The heroes of my youth were the 60's Formula One drivers Jim Clark and Jackie Stewart.
I had a passion to race, but didn't have the where-with-all to do it. When I finished Durham University I went straight to Brand Hatch Racing School which was run by a guy called Geoff Clarke at the time. I badgered him into letting me do some secretarial work in return for 10 free laps a week in the circuit cars.
I got a taste for racing and eventually was able to buy a Mini Cooper S, which was pretty much the cheapest race car to have at the time, but was of course quite competitive and great fun to drive. I was still strapped for cash, so I just raced occasional races, however I was fortunate enough to eventually find myself with a sponsor, who bought me a Chevron V8, which was a lovely car.
Racing the Chevron led me into then getting to race Formula 5000 which ran alongside Formula One. They were very tricky cars to drive at the best of times but I was lucky enough to win a couple of good races just before the end of the 1973 season, which brought me in touch with Graham Hill.
It was a difficult time for Formula One when I drove, there was little safety precautions, which meant if you did have an accident, it was often nasty and many at that time proved fatal.
My Formula 5000 car was a Lola. I went into the factory one day and spotted they were building some kind of a new car in the corner of the workshop. I went across and asked what it was and they said it was a Formula One car for Graham Hill. So I gave him a call. I'd never met him and to the best of my knowledge he hadn't actually seen me race, but i guess that because I'd won those last two races of the '73 season, he probably reckoned I had a reasonable chance in Formula One, so he signed me up.
It was a new car and new team. It was certainly an interesting season. Working with Graham was always quite challenging shall we say. Graham was coming towards the end of his career, which he didn't like. He was a wonderful man but very single minded. He would carry a book around with him and was a stickler for using the old settings that he had noted down in that book. He'd always insist on how the car was set up, which weren't always to my liking! He knew what he wanted and he really went for it. He was that sort of driver.
My time with the 76 season with the Penthouse Rizla Racing Hesketh-Ford didn't have many highlights, if any at all really as the car was just not competitive. The weekend routine was very similar to nowadays, Friday practice, Saturday qualifying and Sunday race day but if you didn't make the grade in qualifying, it was weekend over.
Out of all the places we raced one of my favourite circuits at the time was probably Brands Hatch, having recorded several victories there in other race series including Formula 5000. There aren't much finer feelings in motorsport than top step of the podium there, not that I can remember anyway!
I shall of course always remember the 1976 German Grand Prix at the Nurburgring. I was driving for Hesketh-Ford, with Harald Ertl as my team mate.

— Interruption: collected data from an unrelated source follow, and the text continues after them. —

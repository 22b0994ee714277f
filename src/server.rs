//! WebSocket server over TCP
//!
//! # Example
//!
//! ```ignore
//! use sockudo_relay::{Config, Endpoint, ListenerRegistry, WebSocketServer};
//!
//! let registry = ListenerRegistry::new();
//! let server = WebSocketServer::bind(&registry, 8080, Config::default())?;
//!
//! server.serve(|mut ws| {
//!     while let Ok(message) = ws.receive_message(None) {
//!         if ws.send_message(message.as_bytes()).is_err() {
//!             break;
//!         }
//!     }
//! })?;
//! ```

use std::net::{SocketAddr, TcpListener};
use std::sync::Arc;
use std::thread;

use crate::Config;
use crate::error::Result;
use crate::stream::{Endpoint, WebSocketStream};
use crate::tcp::{self, ListenerRegistry, TcpEndpoint};

/// Body sent to clients that fail the upgrade
const REJECTION_BODY: &str = "This is a WebSocket server.";

/// WebSocket server
#[derive(Debug, Clone)]
pub struct WebSocketServer {
    listener: Arc<TcpListener>,
    config: Config,
}

impl WebSocketServer {
    /// Serve on `port`, sharing the listener through `registry`
    pub fn bind(registry: &ListenerRegistry, port: u16, config: Config) -> Result<Self> {
        Ok(Self {
            listener: registry.listen(port)?,
            config,
        })
    }

    /// Serve on an existing listener
    pub fn from_listener(listener: Arc<TcpListener>, config: Config) -> Self {
        Self { listener, config }
    }

    /// Local address of the listener
    pub fn local_addr(&self) -> Result<SocketAddr> {
        Ok(self.listener.local_addr()?)
    }

    /// Get the configuration
    pub fn config(&self) -> &Config {
        &self.config
    }

    /// Accept one connection and run the server handshake
    ///
    /// Only a failed TCP accept is an error; a failed handshake yields an
    /// invalid stream that can still be [rejected](WebSocketStream::reject).
    pub fn accept(&self) -> Result<WebSocketStream<TcpEndpoint>> {
        let tcp = tcp::accept(&self.listener)?;
        Ok(WebSocketStream::accept(tcp, self.config.clone()))
    }

    /// Accept connections forever, one thread per connection
    ///
    /// The handshake runs on the connection's thread, so a slow client never
    /// holds up the accept loop. Clients that fail the handshake get a 400
    /// response. Returns only when accepting fails.
    pub fn serve<F>(&self, handler: F) -> Result<()>
    where
        F: Fn(WebSocketStream<TcpEndpoint>) + Clone + Send + 'static,
    {
        loop {
            let tcp = tcp::accept(&self.listener)?;
            let config = self.config.clone();
            let handler = handler.clone();

            thread::spawn(move || {
                let mut ws = WebSocketStream::accept(tcp, config);
                if !ws.is_valid() {
                    if let Err(e) = ws.reject(400, "Bad Request", REJECTION_BODY) {
                        tracing::debug!(error = %e, "failed to send rejection");
                    }
                    return;
                }
                handler(ws);
            });
        }
    }
}
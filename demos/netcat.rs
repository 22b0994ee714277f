//! netcat(1) over sockudo-relay endpoints
//!
//! Run with:
//!   cargo run --example netcat -- 127.0.0.1 9001
//!   cargo run --example netcat -- -l 9001

use std::process::ExitCode;

use tracing_subscriber::EnvFilter;

use sockudo_relay::{LINE_DELIMITERS, ListenerRegistry, cat_pair, stream, tcp};

fn main() -> ExitCode {
    tracing_subscriber::fmt()
        .with_env_filter(EnvFilter::from_default_env())
        .with_writer(std::io::stderr)
        .init();

    let args: Vec<String> = std::env::args().collect();
    let result = match args.get(1).map(String::as_str) {
        Some("-l") => args.get(2).and_then(|p| p.parse().ok()).map(listen),
        Some(host) => args
            .get(2)
            .map(|port| connect(&format!("{}:{}", host, port))),
        None => None,
    };

    match result {
        Some(Ok(())) => ExitCode::SUCCESS,
        Some(Err(e)) => {
            eprintln!("netcat: {}", e);
            ExitCode::FAILURE
        }
        None => {
            eprintln!("Usage: {} [-l port | address port]", args[0]);
            ExitCode::FAILURE
        }
    }
}

fn listen(port: u16) -> sockudo_relay::Result<()> {
    let registry = ListenerRegistry::new();
    let listener = registry.listen(port)?;
    let mut conn = tcp::accept(&listener)?;
    let mut io = stream::stdio()?;

    let (sent, received) = cat_pair(&mut io, &mut conn, LINE_DELIMITERS, None);
    tracing::info!(sent, received, "connection finished");
    Ok(())
}

fn connect(addr: &str) -> sockudo_relay::Result<()> {
    let mut conn = tcp::connect(addr)?;
    let mut io = stream::stdio()?;

    let (sent, received) = cat_pair(&mut io, &mut conn, LINE_DELIMITERS, None);
    tracing::info!(sent, received, "connection finished");
    Ok(())
}
//! Readiness multiplexing across endpoints
//!
//! [`select`] waits until at least one endpoint has data to read. Endpoints
//! holding bytes in user space (a partially consumed WebSocket message, for
//! instance) are ready without touching the kernel, so their presence turns
//! the wait into a poll.
//!
//! # Example
//!
//! ```ignore
//! use std::time::Duration;
//! use sockudo_relay::{Endpoint, select};
//!
//! let mut endpoints: [&mut dyn Endpoint; 2] = [&mut a, &mut b];
//! for index in select(&mut endpoints, Some(Duration::from_secs(1))) {
//!     let token = endpoints[index].read_token(b"\n", None, true)?;
//! }
//! ```

use std::io;
use std::os::fd::{AsRawFd, BorrowedFd};
use std::time::Duration;

use crate::stream::Endpoint;

const READ_EVENTS: libc::c_short = libc::POLLIN | libc::POLLHUP | libc::POLLERR | libc::POLLNVAL;
const WRITE_EVENTS: libc::c_short = libc::POLLOUT | libc::POLLHUP | libc::POLLERR | libc::POLLNVAL;

/// Indices of the endpoints that can be read without blocking
///
/// Invalid endpoints are skipped. The result keeps the order of `endpoints`
/// and is empty on timeout, on interruption and on poll failure.
pub fn select(endpoints: &mut [&mut dyn Endpoint], timeout: Option<Duration>) -> Vec<usize> {
    let candidates: Vec<usize> = (0..endpoints.len()).collect();
    select_among(endpoints, &candidates, timeout)
}

/// First ready endpoint, if any
pub fn select_first(
    endpoints: &mut [&mut dyn Endpoint],
    timeout: Option<Duration>,
) -> Option<usize> {
    select(endpoints, timeout).into_iter().next()
}

/// [`select`] restricted to the given indices
///
/// Indices out of range or repeated are ignored. The result is in ascending
/// index order.
pub fn select_among(
    endpoints: &mut [&mut dyn Endpoint],
    candidates: &[usize],
    timeout: Option<Duration>,
) -> Vec<usize> {
    let mut indices: Vec<usize> = candidates
        .iter()
        .copied()
        .filter(|&i| i < endpoints.len())
        .collect();
    indices.sort_unstable();
    indices.dedup();

    let mut owners = Vec::with_capacity(indices.len());
    let mut fds = Vec::with_capacity(indices.len());
    let mut any_buffered = false;

    for index in indices {
        let endpoint = &mut *endpoints[index];
        if !endpoint.is_valid() {
            continue;
        }
        let buffered = endpoint.buffered() > 0;
        any_buffered |= buffered;
        // Buffered endpoints without a descriptor still count as ready
        let fd = endpoint.read_fd().map_or(-1, |fd| fd.as_raw_fd());
        owners.push((index, buffered));
        fds.push(libc::pollfd {
            fd,
            events: libc::POLLIN,
            revents: 0,
        });
    }

    if owners.is_empty() {
        return Vec::new();
    }

    let timeout = if any_buffered {
        Some(Duration::ZERO)
    } else {
        timeout
    };

    if let Err(e) = poll(&mut fds, timeout) {
        if e.kind() == io::ErrorKind::Interrupted {
            tracing::debug!("select interrupted");
        } else {
            tracing::error!(error = %e, "select failed");
        }
        return Vec::new();
    }

    owners
        .iter()
        .zip(&fds)
        .filter(|((_, buffered), pfd)| *buffered || pfd.revents & READ_EVENTS != 0)
        .map(|((index, _), _)| *index)
        .collect()
}

/// Wait until `fd` is readable
pub(crate) fn poll_readable(fd: BorrowedFd<'_>, timeout: Option<Duration>) -> bool {
    poll_one(fd, libc::POLLIN, READ_EVENTS, timeout)
}

/// Wait until `fd` is writable
pub(crate) fn poll_writable(fd: BorrowedFd<'_>, timeout: Option<Duration>) -> bool {
    poll_one(fd, libc::POLLOUT, WRITE_EVENTS, timeout)
}

fn poll_one(
    fd: BorrowedFd<'_>,
    events: libc::c_short,
    ready: libc::c_short,
    timeout: Option<Duration>,
) -> bool {
    let mut fds = [libc::pollfd {
        fd: fd.as_raw_fd(),
        events,
        revents: 0,
    }];
    match poll(&mut fds, timeout) {
        Ok(n) => n > 0 && fds[0].revents & ready != 0,
        Err(e) => {
            if e.kind() != io::ErrorKind::Interrupted {
                tracing::error!(error = %e, "poll failed");
            }
            false
        }
    }
}

fn poll(fds: &mut [libc::pollfd], timeout: Option<Duration>) -> io::Result<usize> {
    // SAFETY: `fds` is a valid, exclusively borrowed slice of pollfd structs
    // and its length is passed alongside it.
    let n = unsafe {
        libc::poll(
            fds.as_mut_ptr(),
            fds.len() as libc::nfds_t,
            timeout_millis(timeout),
        )
    };
    if n < 0 {
        return Err(io::Error::last_os_error());
    }
    Ok(n as usize)
}

/// Convert a timeout to poll(2) milliseconds
///
/// `None` is -1 (forever). Sub-millisecond waits round up so they still wait.
fn timeout_millis(timeout: Option<Duration>) -> libc::c_int {
    match timeout {
        None => -1,
        Some(d) if d.is_zero() => 0,
        Some(d) => {
            let millis = d.as_nanos().div_ceil(1_000_000);
            millis.min(libc::c_int::MAX as u128) as libc::c_int
        }
    }
}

It was a wet start to the race but as the race progressed, the circuit began to dry out. Nicki Lauda stopped to change tyres. Following the pit-stop I was catching him, but as he headed toward the right hand curve called Bergwerk he had an enormous accident. His Ferrari hit a grass bank and rebounded back across the circuit. I managed to avoid him but was clipped by one of his wheels. The cars following me were not so lucky. Lauda's car immediately burst into flames. I went to help him, along with Ertl and two other drivers and two marshals and we just did our best. Fortunately he survived and of course went on to race again very shortly after.
I was awarded the Queen's Gallantry Medal for my actions that day.
All these years later, my son Sean has helped out in the making of a movie (Rush by Ron Howard) about the accident. It's quite amazing really as I used to take Sean along to the Daventry Museum as a little boy to go see the car his dad raced in and now he's in a film driving it!
Sean has always been interested in motorsport, ever since I took him karting as a 6 year old. He's having a great season and he's proving to be a hell of a good driver. I love speaking with him after each race and was immensely proud of him when he won in Monaco earlier this year. He drove at the Le Mans 24 hour this year for the first time, which is a race I really loved competing in.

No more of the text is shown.